J.-L.B. Nous avons fait un double constat : l'un, très positif, sur la diversité et la richesse des initiatives déjà existantes, l'autre, sur l'amélioration de la coordination des multiples actions menées. Je crois qu'on peut vraiment gagner en efficacité en s'organisant mieux. Ce n'est pas une question de moyens mais de méthode, tout simplement.
Vous programmez d'ailleurs un nouvel événement, une grande journée nationale et festive. Pouvez-vous nous en dire plus ?
J.-L.B. C'est l'une des propositions du Comité opérationnel issu du Grenelle de l'environnement sur les questions de communication notamment, dit Comop 34, d'organiser un événement festif et fédérateur pour aider le grand public à comprendre les engagements du Grenelle de l'environnement. On prend le temps d'écouter tout le monde avant de le programmer.
Le Comop 34 a également conclu à la nécessité de former les professionnels des médias pour diffuser une information civique et citoyenne.
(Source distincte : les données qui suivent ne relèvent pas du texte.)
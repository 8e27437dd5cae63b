use core::fmt;
use serde::{Deserialize, Serialize};

/// Capability labels used for routing, errors, and telemetry.
///
/// Each variant maps to one orchestrator fetch method.
#[derive(Debug, Clone, Copy, PartialEq, Eq, Hash, Serialize, Deserialize)]
#[non_exhaustive]
pub enum Capability {
    /// Point-in-time quote for a single instrument.
    Quote,
    /// Fundamentals: income statement rows.
    IncomeStatement,
    /// Fundamentals: balance sheet rows.
    BalanceSheet,
    /// Fundamentals: cashflow rows.
    Cashflow,
}

impl Capability {
    /// Stable, kebab-case identifier for logs/errors.
    #[must_use]
    pub const fn as_str(self) -> &'static str {
        match self {
            Self::Quote => "quote",
            Self::IncomeStatement => "income-statement",
            Self::BalanceSheet => "balance-sheet",
            Self::Cashflow => "cashflow",
        }
    }

    /// Noun used when reporting a missing resource, e.g. "fundamentals for AAPL".
    #[must_use]
    pub const fn not_found_label(self) -> &'static str {
        match self {
            Self::Quote => "quote",
            Self::IncomeStatement | Self::BalanceSheet | Self::Cashflow => "fundamentals",
        }
    }
}

impl fmt::Display for Capability {
    fn fmt(&self, f: &mut fmt::Formatter<'_>) -> fmt::Result {
        f.write_str(self.as_str())
    }
}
Où en est-on ?
J.-L.B. On travaille avec les professionnels sur deux aspects : renforcer l'enseignement sur les sujets environnement et développement durable dans les écoles de journalistes et proposer aux rédactions des médias des modules de formation continue, à l'exemple des journées organisées par le journaliste spécialisé en environnement Jean-Louis Caffier.